- Stored data:
::::::::
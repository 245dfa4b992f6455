pub mod badges;
pub mod levels;
pub mod xp;

pub use badges::{evaluate_badges, Badge, BadgeId};
pub use levels::{resolve_level, UserLevel};
pub use xp::compute_xp;
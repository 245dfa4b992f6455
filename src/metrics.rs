use std::sync::atomic::{AtomicU64, Ordering};
use std::sync::Arc;

/// Counters for dashboard loads. Atomic so clones share one set.
#[derive(Clone, Default)]
pub struct Metrics {
    /// Snapshot cache hits
    pub cache_hit_count: Arc<AtomicU64>,
    /// Snapshot cache misses
    pub cache_miss_count: Arc<AtomicU64>,
    /// Loads started
    pub loads_started: Arc<AtomicU64>,
    /// Loads that fell back to empty state after a fetch error
    pub fetch_failures: Arc<AtomicU64>,
}

/// Point-in-time copy of the counters.
#[derive(Debug, Clone, Copy, PartialEq, Eq, Default)]
pub struct MetricsSnapshot {
    pub cache_hit_count: u64,
    pub cache_miss_count: u64,
    pub loads_started: u64,
    pub fetch_failures: u64,
}

impl Metrics {
    pub fn new() -> Self {
        Self::default()
    }

    pub fn record_cache_hit(&self) {
        self.cache_hit_count.fetch_add(1, Ordering::Relaxed);
    }

    pub fn record_cache_miss(&self) {
        self.cache_miss_count.fetch_add(1, Ordering::Relaxed);
    }

    pub fn record_load_started(&self) {
        self.loads_started.fetch_add(1, Ordering::Relaxed);
    }

    pub fn record_fetch_failure(&self) {
        self.fetch_failures.fetch_add(1, Ordering::Relaxed);
    }

    pub fn snapshot(&self) -> MetricsSnapshot {
        MetricsSnapshot {
            cache_hit_count: self.cache_hit_count.load(Ordering::Relaxed),
            cache_miss_count: self.cache_miss_count.load(Ordering::Relaxed),
            loads_started: self.loads_started.load(Ordering::Relaxed),
            fetch_failures: self.fetch_failures.load(Ordering::Relaxed),
        }
    }
}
::::::::
- Directions for this task: Find the number of lines in the entries above that hold the string "badges", and write only that number.

- Finished exercise: 2